When analysed against the weaker US dollar, the organic growth in turnover shows
a year-on-year increase of 18,8% compared to the previous year (2004: 55,3%)
during which period the rand strengthened by an average 7,8% (2004: 23,4%).
Combined with a broader client base, a diverse product range contributed to the
increase in gross profit to 17,0% (2004: 16,9%) of turnover.
Savings in legal fees and other administrative expenses allowed the cost base of
the Group to remain stable, reducing overall operating expenses to 11,2% of
turnover (2004: 12,1%).
Earnings before interest, tax, depreciation and amortisation ("EBITDA")
increased to R41,5 million (2004: R23,9 million) or 5,8% of turnover (2004:
4,8%).
Interest paid remained steady at R4,4 million (2004: R4,4 million) due to the
improved working capital of the Group and application of the available cash to
reduce short-term financial requirements. Interest received increased to R3,8
million (2004: R2,7 million) as a treasury function was established during the
year to maximise returns on available assets.
Net profit attributable to minority shareholders increased to R2,2 million
(2004: R1,5 million) primarily as a result of significantly improved operational
results of Pinnacle Micro Cape (Pty) Limited and RentNet Rentals (Pty) Limited.
Segmental review of operations
Infrastructure and support
Infrastructure and support remains the core of the Pinnacle group of companies,
contributing 72,6% (2004: 95,1%) to the overall turnover and 81,4% (2004: 105%)
of the EBITDA results of the Group.
Infrastructure and support is represented by Pinnacle Micro styled branches
located at eight major business centres in South Africa, Namibia and Botswana.
Focused marketing and pricing strategies during the latter part of the year
contributed significantly to attract and retain new clients.
Additional revenue streams were introduced through the use of existing
infrastructure, whilst exciting new products and technologies such as Proline
plasma and CCTV were introduced.
Existing technologies and stock holding were also expanded to further secure
dealer loyalty.
Software and storage
The Software and storage group increased its turnover by R172 million on the
proportional consolidation of Explix.
In line with the strategic objective to expand Pinnacle"s presence to other
product groups, the software and storage group now contributes 26,4% (2004:
3,4%) to the overall turnover and 19,7% (2004: 8,6%) to the EBIDTA results of
the Group.
ICT services
The ICT services group results were significantly improved on the disinvestment
of a loss-making subsidiary, Assuage Management Services (Pty) Limited, at the
beginning of the financial year and provisions raised in favour of outstanding
loans to that subsidiary.
Discounting the above provisions on the outstanding loans shows an increase in
the year-on-year EBITDA results to R2,5m (2004: R0,9) with returns on revenue
amounting to 46,3% (2004: 16,8%).
The momentum generated in the provision of short-term technology rentals shall
continue to benefit from experience gained and the clientele won during the past
three years.
Telecommunication
The year has however brought its share of disappointment.

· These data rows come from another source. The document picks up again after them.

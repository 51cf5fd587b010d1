//! Channel identity and registry-side bookkeeping.

use castplaylist::{OrderingPolicy, Playlist, TrackDescriptor};
use castrelay::{NowPlaying, RelayConfig, SinkMailbox};
use chrono::{DateTime, Utc};
use serde::{Deserialize, Serialize};
use std::fmt;
use std::sync::Arc;
use tokio_util::sync::CancellationToken;
use uuid::Uuid;

/// Opaque channel identifier.
///
/// Allocated once at creation (uuid v4) and never reused; a stopped
/// channel's id stays dead forever.
#[derive(Debug, Clone, Copy, PartialEq, Eq, Hash, Serialize, Deserialize)]
#[serde(transparent)]
pub struct ChannelId(Uuid);

impl ChannelId {
    pub(crate) fn allocate() -> Self {
        Self(Uuid::new_v4())
    }
}

impl fmt::Display for ChannelId {
    fn fmt(&self, f: &mut fmt::Formatter<'_>) -> fmt::Result {
        self.0.fmt(f)
    }
}

/// Channel lifecycle state; `Stopped` is terminal.
#[derive(Debug, Clone, Copy, PartialEq, Eq)]
pub enum ChannelStatus {
    Active,
    Stopped,
}

/// Registry entry for one live channel.
///
/// The relay task owns playback state (scheduler history, failure count,
/// sink set); this entry only carries what lifecycle operations need.
pub(crate) struct Channel {
    pub(crate) id: ChannelId,
    pub(crate) playlist: Arc<Playlist>,
    pub(crate) policy: OrderingPolicy,
    pub(crate) config: RelayConfig,
    pub(crate) created_at: DateTime<Utc>,
    pub(crate) status: ChannelStatus,
    pub(crate) mailbox: SinkMailbox,
    pub(crate) now_playing: NowPlaying,
    pub(crate) cancel: CancellationToken,
}

impl Channel {
    pub(crate) fn now_playing_snapshot(&self) -> Option<TrackDescriptor> {
        self.now_playing.read().ok().and_then(|guard| guard.clone())
    }

    pub(crate) fn info(&self) -> ChannelInfo {
        ChannelInfo {
            id: self.id,
            policy: self.policy,
            metaint: self.config.metaint,
            created_at: self.created_at,
            tracks: self.playlist.len(),
            sinks: self.mailbox.attached(),
            now_playing: self.now_playing_snapshot(),
        }
    }
}

/// Public snapshot of one channel's state.
#[derive(Debug, Clone)]
pub struct ChannelInfo {
    pub id: ChannelId,
    pub policy: OrderingPolicy,
    /// Declared in-band metadata interval; what an HTTP frontend would
    /// announce as `icy-metaint`. `None` when injection is disabled.
    pub metaint: Option<usize>,
    pub created_at: DateTime<Utc>,
    pub tracks: usize,
    pub sinks: usize,
    pub now_playing: Option<TrackDescriptor>,
}
//! Non-empty, immutable track sequences.

use crate::error::{Error, Result};
use crate::track::TrackDescriptor;
use serde::Deserialize;

/// An ordered, non-empty sequence of tracks.
///
/// A playlist is validated once at construction and never mutated
/// afterwards; schedulers index into it freely.
#[derive(Debug, Clone, PartialEq, Eq)]
pub struct Playlist {
    tracks: Vec<TrackDescriptor>,
}

/// Accepted on-disk playlist shapes.
///
/// Either the full descriptor form, or the legacy generator output that
/// only lists file locations under `mp3_files`.
#[derive(Deserialize)]
#[serde(untagged)]
enum PlaylistFile {
    Tracks { tracks: Vec<TrackDescriptor> },
    Mp3Files { mp3_files: Vec<String> },
}

impl Playlist {
    /// Builds a playlist, rejecting empty sequences and blank URIs.
    pub fn new(tracks: Vec<TrackDescriptor>) -> Result<Self> {
        if tracks.is_empty() {
            return Err(Error::EmptyPlaylist);
        }
        if let Some(idx) = tracks.iter().position(|t| t.uri.trim().is_empty()) {
            return Err(Error::InvalidTrack(idx));
        }
        Ok(Self { tracks })
    }

    /// Parses a playlist file from JSON bytes.
    ///
    /// Accepts both `{"tracks": [{...}]}` and the legacy
    /// `{"mp3_files": ["..."]}` generator output.
    pub fn from_json_slice(bytes: &[u8]) -> Result<Self> {
        let file: PlaylistFile = serde_json::from_slice(bytes)?;
        let tracks = match file {
            PlaylistFile::Tracks { tracks } => tracks,
            PlaylistFile::Mp3Files { mp3_files } => {
                mp3_files.into_iter().map(TrackDescriptor::new).collect()
            }
        };
        tracing::debug!(tracks = tracks.len(), "Playlist file parsed");
        Self::new(tracks)
    }

    pub fn len(&self) -> usize {
        self.tracks.len()
    }

    /// Always false; empty playlists cannot be constructed.
    pub fn is_empty(&self) -> bool {
        false
    }

    pub fn get(&self, index: usize) -> Option<&TrackDescriptor> {
        self.tracks.get(index)
    }

    pub fn tracks(&self) -> &[TrackDescriptor] {
        &self.tracks
    }

    pub fn iter(&self) -> impl Iterator<Item = &TrackDescriptor> {
        self.tracks.iter()
    }
}
//! Types d'erreurs pour castplaylist

/// Erreurs de construction et de lecture de playlist
#[derive(Debug, thiserror::Error)]
pub enum Error {
    #[error("Playlist is empty")]
    EmptyPlaylist,

    #[error("Invalid track at index {0}: missing uri")]
    InvalidTrack(usize),

    #[error("Invalid playlist file: {0}")]
    Parse(#[from] serde_json::Error),
}

/// Type Result spécialisé pour castplaylist
pub type Result<T> = std::result::Result<T, Error>;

As a result of
legislative changes deregulating the telecommunication industry and the impact
of Telkom"s reduced international call charges, the initial prospects of the
telecommunications group have not been met. We have addressed this by refocusing
the business group on the delivery of telecommunication hardware platforms
rather than the delivery of international least cost routing services.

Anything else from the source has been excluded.